*** Data to examine ***

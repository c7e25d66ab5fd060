//! Conjunctive query semantics over realistic documents

use cgats_core::{Cgats, Query, Value};
use cgats_tests::corpus::{self, ChartShape};

const WHITE_CHART: &str = "\
CTI3
DESCRIPTOR \"Output measurement\"
BEGIN_DATA_FORMAT
RGB_R RGB_G RGB_B XYZ_X XYZ_Y XYZ_Z
END_DATA_FORMAT
BEGIN_DATA
0 0 0 0.01 0.01 0.02
100 100 100 95.05 100.0 108.9
END_DATA
";

#[test]
fn test_white_patch_scenario() {
    let doc = Cgats::parse(WHITE_CHART).expect("parse");
    let q = Query::pair("RGB_R", 100)
        .and("RGB_G", 100)
        .and("RGB_B", 100)
        .extract("XYZ_Y");
    assert_eq!(
        doc.query_first_value(doc.root(), &q),
        Some(Value::Real(100.0))
    );
}

#[test]
fn test_conjunction_never_matches_partially() {
    let doc = Cgats::parse(WHITE_CHART).expect("parse");
    // every sample has RGB_R; none has a DESCRIPTOR
    let q = Query::pairs([("RGB_R", 100)]).and_key("DESCRIPTOR");
    assert!(doc.query_all(doc.root(), &q).is_empty());
    // value mismatch on the second key
    let q = Query::pairs([("RGB_R", 100), ("RGB_G", 0)]);
    assert!(doc.query_all(doc.root(), &q).is_empty());
}

#[test]
fn test_first_equals_head_of_all_in_depth_first_order() {
    let doc = Cgats::parse(&corpus::multi_chart(3)).expect("parse");
    for q in [
        Query::key("RGB_I"),
        Query::key("DESCRIPTOR"),
        Query::pair("RGB_I", 0.5),
        Query::key("NUMBER_OF_SETS"),
    ] {
        let all = doc.query_all(doc.root(), &q);
        assert!(!all.is_empty());
        assert_eq!(doc.query_first(doc.root(), &q), Some(all[0]));
    }
}

#[test]
fn test_all_matches_cover_every_chart() {
    let doc = Cgats::parse(&corpus::multi_chart(3)).expect("parse");
    let q = Query::key("DESCRIPTOR");
    assert_eq!(doc.query_all(doc.root(), &q).len(), 3);
    let values = doc.query_all_values(doc.root(), &q);
    assert_eq!(values.len(), 3);
    assert!(values.iter().all(|v| v.as_str() == Some("Device calibration curves")));
}

#[test]
fn test_derived_index_int_returns_position_plus_one() {
    let doc = Cgats::parse(&corpus::generate_chart(ChartShape::GrayRamp, 8)).expect("parse");
    let chart = doc.chart(0).unwrap();
    for p in 0..8 {
        let sample = doc.sample(chart, p).unwrap();
        assert_eq!(
            doc.value(sample, "SAMPLE_ID"),
            Some(Value::Int(p as i64 + 1))
        );
    }
}

#[test]
fn test_derived_index_float_normalizes_position() {
    let input = "\
CTI3
BEGIN_DATA_FORMAT
SAMPLE_ID V
END_DATA_FORMAT
BEGIN_DATA
0.5 0.1
0.5 0.2
0.5 0.3
0.5 0.4
0.5 0.5
END_DATA
";
    let doc = Cgats::parse(input).expect("parse");
    let chart = doc.chart(0).unwrap();
    for (p, expected) in [(0, 0.0), (2, 0.5), (4, 1.0)] {
        let sample = doc.sample(chart, p).unwrap();
        assert_eq!(
            doc.value(sample, "SAMPLE_ID"),
            Some(Value::Real(expected)),
            "position {p}"
        );
    }
}

#[test]
fn test_derived_index_single_row_is_zero() {
    let input = "CTI3\nBEGIN_DATA_FORMAT\nSAMPLE_ID V\nEND_DATA_FORMAT\nBEGIN_DATA\n0.5 0.1\nEND_DATA\n";
    let doc = Cgats::parse(input).expect("parse");
    let sample = doc.sample(doc.chart(0).unwrap(), 0).unwrap();
    assert_eq!(doc.value(sample, "SAMPLE_ID"), Some(Value::Real(0.0)));
}

#[test]
fn test_derived_index_requested_as_index_returns_position() {
    let input = "CTI3\nBEGIN_DATA_FORMAT\nINDEX V\nEND_DATA_FORMAT\nBEGIN_DATA\n7 0.1\n7 0.2\nEND_DATA\n";
    let doc = Cgats::parse(input).expect("parse");
    let chart = doc.chart(0).unwrap();
    let second = doc.sample(chart, 1).unwrap();
    // the stored 7 is shadowed by the row's own position
    assert_eq!(doc.value(second, "INDEX"), Some(Value::Int(1)));
}

#[test]
fn test_opaque_index_returned_verbatim() {
    let doc = Cgats::parse(&corpus::generate_chart(ChartShape::OpaqueIds, 12)).expect("parse");
    let chart = doc.chart(0).unwrap();
    let sample = doc.sample(chart, 7).unwrap();
    assert_eq!(
        doc.value(sample, "SAMPLE_ID"),
        Some(Value::Text("B2".to_string()))
    );
}

#[test]
fn test_reindex_keeps_queries_consistent() {
    let doc_text = corpus::generate_chart(ChartShape::GrayRamp, 8);
    let mut doc = Cgats::parse(&doc_text).expect("parse");
    let chart = doc.chart(0).unwrap();
    let data = doc.get_data(chart).unwrap();
    let victim = doc.sample(data, 3).unwrap();
    let gone = doc.value(victim, "XYZ_Y").unwrap();
    doc.remove(victim).unwrap();

    let q = Query::key("XYZ_Y");
    let values = doc.query_all_values(doc.root(), &q);
    assert_eq!(values.len(), 7);
    assert!(!values.contains(&gone));
}

#[test]
fn test_synthetic_keys_are_queryable() {
    let doc = Cgats::parse(WHITE_CHART).expect("parse");
    let chart = doc.chart(0).unwrap();
    assert_eq!(
        doc.query_first(doc.root(), &Query::pair("NUMBER_OF_FIELDS", 6)),
        Some(chart)
    );
    assert_eq!(
        doc.query_first(doc.root(), &Query::pair("NUMBER_OF_SETS", 3)),
        None
    );
}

*** End of Data to examine ***

Task requirements: The word "ChartShape" appears in some lines of the data; state how many such lines there are, and nothing further.

Exercise output: 4